The work of Heavyside, which had lain dormant for centuries, was amazingly apposite when applied to the problem of how to overcome the limiting factor of lightspeed. His particular passion had been for electromagnetism – a new and unexplored field in his day – which seemed only remotely linked to relativistic physics, the great crowning glory of scientific achievement in the twentieth century. Yet it was Heavyside who laid down the principle of
‘electromagnetic interference' (EMI)
, whereby gravitational energy could be diverted or controlled, creating not so much an anti-gravity field as a change in its astro-physical properties. This in itself was exciting but not significant – until one brought in the concept of spacetime curvature and the varying speed of light in a gravitational field. If one could control gravity by means of an electromagnetic force, then it must follow that lightspeed was also capable of manipulation.
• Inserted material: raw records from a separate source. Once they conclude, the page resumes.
//! End-to-end bot behavior over in-memory collaborators: commands, inline
//! callbacks and pending prompts.

mod test_helpers;

use shipment_admin_bot::bot::callbacks::callback_handler::resolve_callback;
use shipment_admin_bot::bot::command_handlers::{BotCommand, CommandHandler, CommandRequest};
use shipment_admin_bot::bot::message_handler::handle_pending_input;
use shipment_admin_bot::bot::ui_builder::{ACCESS_DENIED_TEXT, INVALID_ACTION_TEXT};
use shipment_admin_bot::dialogue::AdminDialogueState;
use shipment_admin_bot::store::{keys, KeyValueStore};
use test_helpers::*;

async fn run(harness: &Harness, user_id: i64, text: &str) -> String {
    let command = BotCommand::parse(text).expect("test input should be a command");
    let request = CommandRequest {
        user_id,
        chat_id: CHAT_ID,
        command,
    };
    harness.ctx.commands.handle(&request).await.text
}

#[cfg(test)]
mod command_tests {
    use super::*;

    #[tokio::test]
    async fn test_non_admin_is_denied_before_any_lookup() {
        let harness = Harness::new(vec![sample_shipment("TRK1", "In_Transit")]);

        for text in ["/stats", "/track TRK1", "/stop TRK1", "/menu"] {
            assert_eq!(run(&harness, STRANGER_ID, text).await, ACCESS_DENIED_TEXT);
        }
        assert_eq!(harness.repository.calls(), 0);
        assert_eq!(harness.notifier.broadcast_count(), 0);
    }

    #[tokio::test]
    async fn test_myid_answers_anyone() {
        let harness = Harness::new(vec![]);
        assert_eq!(
            run(&harness, STRANGER_ID, "/myid").await,
            "Your Telegram user ID: `2002`"
        );
    }

    #[tokio::test]
    async fn test_missing_arguments_show_usage() {
        let harness = Harness::new(vec![]);
        assert_eq!(
            run(&harness, ADMIN_ID, "/track").await,
            "Usage: /track <tracking_number>"
        );
        assert_eq!(
            run(&harness, ADMIN_ID, "/setspeed TRK1").await,
            "Usage: /setspeed <tracking_number> <speed>"
        );
        assert_eq!(
            run(&harness, ADMIN_ID, "/setwebhook").await,
            "Usage: /setwebhook <tracking_number> <url>"
        );
    }

    #[tokio::test]
    async fn test_track_unknown_shipment() {
        let harness = Harness::new(vec![]);
        assert_eq!(
            run(&harness, ADMIN_ID, "/track MISSING").await,
            "Shipment `MISSING` not found."
        );
    }

    #[tokio::test]
    async fn test_track_shows_summary() {
        let harness = Harness::new(vec![sample_shipment("TRK1", "In_Transit")]);
        let text = run(&harness, ADMIN_ID, "/track trk1").await;
        assert!(text.contains("*Shipment*: `TRK1`"));
        assert!(text.contains("*Status*: `In_Transit`"));
        assert!(text.contains("*Paused*: `false`"));
    }

    #[tokio::test]
    async fn test_stop_then_stop_again() {
        let harness = Harness::new(vec![sample_shipment("TRK1", "In_Transit")]);

        assert_eq!(
            run(&harness, ADMIN_ID, "/stop TRK1").await,
            "Simulation paused for `TRK1`."
        );
        assert_eq!(harness.notifier.broadcasts.lock().as_slice(), ["TRK1"]);
        assert_eq!(
            run(&harness, ADMIN_ID, "/stop TRK1").await,
            "Simulation for `TRK1` is already paused."
        );
        assert_eq!(
            run(&harness, ADMIN_ID, "/continue TRK1").await,
            "Simulation resumed for `TRK1`."
        );
        assert_eq!(harness.notifier.broadcast_count(), 2);
    }

    #[tokio::test]
    async fn test_stop_refuses_completed_shipment() {
        let harness = Harness::new(vec![sample_shipment("TRK1", "Delivered")]);
        let text = run(&harness, ADMIN_ID, "/stop TRK1").await;
        assert!(text.contains("already completed"), "got {text}");
        assert_eq!(harness.notifier.broadcast_count(), 0);
    }

    #[tokio::test]
    async fn test_setspeed_bounds() {
        let harness = Harness::new(vec![sample_shipment("TRK1", "In_Transit")]);

        assert_eq!(
            run(&harness, ADMIN_ID, "/setspeed TRK1 11").await,
            "Speed must be between 0.1 and 10.0."
        );
        assert_eq!(
            run(&harness, ADMIN_ID, "/setspeed TRK1 2.5").await,
            "Simulation speed for `TRK1` set to `2.5x`."
        );
        assert_eq!(
            run(&harness, ADMIN_ID, "/getspeed TRK1").await,
            "Simulation speed for `TRK1` is `2.5x`."
        );
    }

    #[tokio::test]
    async fn test_setwebhook_rejects_non_http_url() {
        let harness = Harness::new(vec![sample_shipment("TRK1", "In_Transit")]);
        let text = run(&harness, ADMIN_ID, "/setwebhook TRK1 ftp://example.com").await;
        assert!(text.starts_with("Invalid webhook URL"), "got {text}");
        assert_eq!(harness.repository.get("TRK1").and_then(|s| s.webhook_url), None);
    }

    #[tokio::test]
    async fn test_testwebhook_falls_back_to_default_url() {
        let harness = Harness::new(vec![sample_shipment("TRK1", "In_Transit")]);
        assert_eq!(
            run(&harness, ADMIN_ID, "/testwebhook TRK1").await,
            "Test webhook notification sent for `TRK1`."
        );
        let webhooks = harness.notifier.webhooks.lock();
        assert_eq!(webhooks.len(), 1);
        assert_eq!(webhooks[0].0, DEFAULT_WEBHOOK);
    }

    #[tokio::test]
    async fn test_long_search_uses_same_query_as_pagination() {
        let mut shipment = sample_shipment("TRK1", "In_Transit");
        shipment.delivery_location = "Warehouse 7, Marina Road, Lagos Island, NG".to_string();
        let harness = Harness::new(vec![shipment]);
        let request = CommandRequest {
            user_id: ADMIN_ID,
            chat_id: CHAT_ID,
            command: BotCommand::parse("/search Warehouse 7, Marina Road, Lagos Mainland").unwrap(),
        };

        // Only the first 32 bytes reach the lookup, as on later pages
        let screen = harness.ctx.commands.handle(&request).await;
        assert!(screen.text.contains("'Warehouse 7, Marina Road, Lagos '"), "{}", screen.text);
        assert!(screen.button_labels().contains(&"TRK1".to_string()));
    }

    #[tokio::test]
    async fn test_unknown_command() {
        let harness = Harness::new(vec![]);
        let text = run(&harness, ADMIN_ID, "/frobnicate").await;
        assert!(text.starts_with("Unknown command"));
    }
}

#[cfg(test)]
mod callback_tests {
    use super::*;

    #[tokio::test]
    async fn test_callback_from_stranger_is_denied() {
        let harness = Harness::new(vec![sample_shipment("TRK1", "In_Transit")]);
        let outcome = resolve_callback(&harness.ctx, CHAT_ID, STRANGER_ID, Some("do:pause:1:TRK1")).await;

        assert_eq!(outcome.notice.as_deref(), Some(ACCESS_DENIED_TEXT));
        assert!(outcome.show_alert);
        assert_eq!(harness.repository.calls(), 0);
    }

    #[tokio::test]
    async fn test_malformed_callback_data() {
        let harness = Harness::new(vec![]);
        for data in [Some("do:warp:1:TRK1"), Some(""), None] {
            let outcome = resolve_callback(&harness.ctx, CHAT_ID, ADMIN_ID, data).await;
            assert_eq!(outcome.notice.as_deref(), Some(INVALID_ACTION_TEXT));
            assert!(outcome.screen.is_none());
        }
    }

    #[tokio::test]
    async fn test_pause_callback_shows_fresh_state() {
        let harness = Harness::new(vec![sample_shipment("TRK1", "In_Transit")]);
        // Warm the cache with the unpaused record
        assert!(run(&harness, ADMIN_ID, "/track TRK1").await.contains("*Paused*: `false`"));

        let outcome = resolve_callback(&harness.ctx, CHAT_ID, ADMIN_ID, Some("do:pause:1:TRK1")).await;

        assert_eq!(outcome.notice.as_deref(), Some("Simulation paused for TRK1."));
        let screen = outcome.screen.expect("details should be re-rendered");
        assert!(screen.text.contains("*Paused*: `true`"));
        assert_eq!(harness.notifier.broadcast_count(), 1);
    }

    #[tokio::test]
    async fn test_batch_delete_toggle_and_confirm() {
        let harness = Harness::new(vec![
            sample_shipment("TRK1", "In_Transit"),
            sample_shipment("TRK2", "Pending"),
        ]);

        let toggled = resolve_callback(&harness.ctx, CHAT_ID, ADMIN_ID, Some("do:bdel:1:TRK1")).await;
        assert_eq!(toggled.notice.as_deref(), Some("Selected TRK1."));
        let picker = toggled.screen.expect("picker should be re-rendered");
        assert!(picker.button_labels().contains(&"✅ TRK1".to_string()));
        assert!(picker.button_labels().contains(&"TRK2".to_string()));

        let confirmed = resolve_callback(&harness.ctx, CHAT_ID, ADMIN_ID, Some("confirm:bdel:1")).await;
        assert_eq!(confirmed.notice.as_deref(), Some("Deleted 1 shipments."));
        assert!(harness.repository.get("TRK1").is_none());
        assert!(harness.repository.get("TRK2").is_some());

        // The selection is consumed by the confirmation
        let again = resolve_callback(&harness.ctx, CHAT_ID, ADMIN_ID, Some("confirm:bdel:1")).await;
        assert_eq!(again.notice.as_deref(), Some("No shipments selected for deletion."));
    }

    #[tokio::test]
    async fn test_generate_id_replies_with_fresh_number() {
        let harness = Harness::new(vec![]);
        let outcome = resolve_callback(&harness.ctx, CHAT_ID, ADMIN_ID, Some("gen_id")).await;
        let reply = outcome.reply.expect("generated id should be sent");
        assert!(reply.text.starts_with("Generated ID: `TRK"), "got {}", reply.text);
    }

    #[tokio::test]
    async fn test_add_shipment_opens_prompt() {
        let harness = Harness::new(vec![]);
        let outcome = resolve_callback(&harness.ctx, CHAT_ID, ADMIN_ID, Some("add")).await;
        assert_eq!(
            outcome.next_state,
            Some(AdminDialogueState::AwaitingNewShipment { menu_page: 1 })
        );
        assert!(outcome.screen.is_some());
    }

    #[tokio::test]
    async fn test_menu_callback_resets_dialogue() {
        let harness = Harness::new(vec![sample_shipment("TRK1", "In_Transit")]);
        let outcome = resolve_callback(&harness.ctx, CHAT_ID, ADMIN_ID, Some("menu:1")).await;
        assert_eq!(outcome.next_state, Some(AdminDialogueState::Idle));
        let menu = outcome.screen.expect("menu should be shown");
        assert!(menu.text.starts_with("*Choose an action (Page 1)*"));
    }
}

#[cfg(test)]
mod pending_input_tests {
    use super::*;

    #[tokio::test]
    async fn test_new_shipment_from_prompt() {
        let harness = Harness::new(vec![]);
        let state = AdminDialogueState::AwaitingNewShipment { menu_page: 1 };

        let reply = handle_pending_input(
            &harness.ctx,
            ADMIN_ID,
            &state,
            "TRK9 Pending 'Lagos, NG' user@example.com",
        )
        .await;

        assert!(reply.reset_state);
        assert_eq!(reply.replies.len(), 2);
        assert_eq!(reply.replies[0].text, "Shipment `TRK9` added.");
        assert!(reply.replies[1].text.starts_with("*Choose an action"));

        let saved = harness.repository.get("TRK9").expect("shipment should be stored");
        assert_eq!(saved.delivery_location, "Lagos, NG");
        assert_eq!(harness.notifier.emails.lock().len(), 1);
        assert_eq!(harness.notifier.broadcasts.lock().as_slice(), ["TRK9"]);
    }

    #[tokio::test]
    async fn test_invalid_input_still_returns_to_menu() {
        let harness = Harness::new(vec![]);
        let state = AdminDialogueState::AwaitingNewShipment { menu_page: 1 };

        let reply = handle_pending_input(&harness.ctx, ADMIN_ID, &state, "TRK9 Teleported 'Lagos, NG'").await;

        assert!(reply.reset_state);
        assert!(reply.replies[0].text.starts_with("Invalid status"));
        assert!(harness.repository.get("TRK9").is_none());
    }

    #[tokio::test]
    async fn test_speed_prompt() {
        let harness = Harness::new(vec![sample_shipment("TRK1", "In_Transit")]);
        let state = AdminDialogueState::AwaitingSpeed {
            tracking_number: "TRK1".to_string(),
            menu_page: 1,
        };

        let reply = handle_pending_input(&harness.ctx, ADMIN_ID, &state, "3").await;
        assert_eq!(reply.replies[0].text, "Simulation speed for `TRK1` set to `3.0x`.");
        let stored = harness
            .store
            .hget(keys::SPEED_MULTIPLIERS, "TRK1")
            .await
            .expect("memory store never fails");
        assert_eq!(stored.as_deref(), Some("3"));
    }

    #[tokio::test]
    async fn test_stranger_input_is_denied() {
        let harness = Harness::new(vec![]);
        let state = AdminDialogueState::AwaitingNewShipment { menu_page: 1 };

        let reply = handle_pending_input(&harness.ctx, STRANGER_ID, &state, "TRK9 Pending 'Lagos, NG'").await;

        assert!(reply.reset_state);
        assert_eq!(reply.replies.len(), 1);
        assert_eq!(reply.replies[0].text, ACCESS_DENIED_TEXT);
        assert_eq!(harness.repository.calls(), 0);
    }
}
Interstellar distances, which were indeed vast, could be conquered, not by travelling across them in the conventional sense, but by
relativistically reducing the distance to be travelled
. It was the classic case of bringing the mountain to Mohammed: moving the destination closer (ie varying the factor of lightspeed) so that the time it took to travel there was shorter.

This introduced a new branch of astro-technology, because it soon became evident that interstellar vehicles didn't require propulsion units, nuclear, chemical or any other type. In fact they didn't require anything. It was only necessary to place the vehicle in a field of electromagnetic interference, set the spatiotemporal coordinates, and press the button. For practical purposes,
the field was created in deep space in a quiet and uncluttered part of the Solar System. This was to reduce the radiation hazard and also to prevent accidents: anything inside the field would be transported to the destination, and, if set up on earth, would have meant the staff and laboratory going along for the ride too, whatever their personal feelings or preferences.

The beauty and utter simplicity of the EMI Field, from the astro-technologists' point of view, was that lightspeed, far from limiting their technical capability as had once been feared, actually became the key which opened the door to interstellar travel. Without this ‘golden mean' they would have had to resort to such tedious methods as those of suspended animation or ‘generation' space vessels as huge as several ocean liners, or some fanciful invention like ‘hyperdrive', beloved of SF writers of the era Pre-Colonization. In fact it was amusing to look back to those times and read of the devious, almost perverse ways in which both scientists and fiction writers sought to overcome the ‘insurmountable' problem of faster-than-light travel. Their mistake was in treating it as a barrier, an impasse somehow to be avoided, when all along it was an ally: lightspeed itself was the answer staring them in the face.

And now a new step in cosmic exploration was about to be taken. Man was preparing to enter that region of the Metagalaxy existing alongside, or even within, the observable universe. It was there, it existed, of that there could be no doubt: the Hidden Universe where the laws of space and time, energy and matter, were changed beyond recognition. The way in – the only way – was via the one-way membrane of a Temporal Flux Centre; and man was about to take the first step.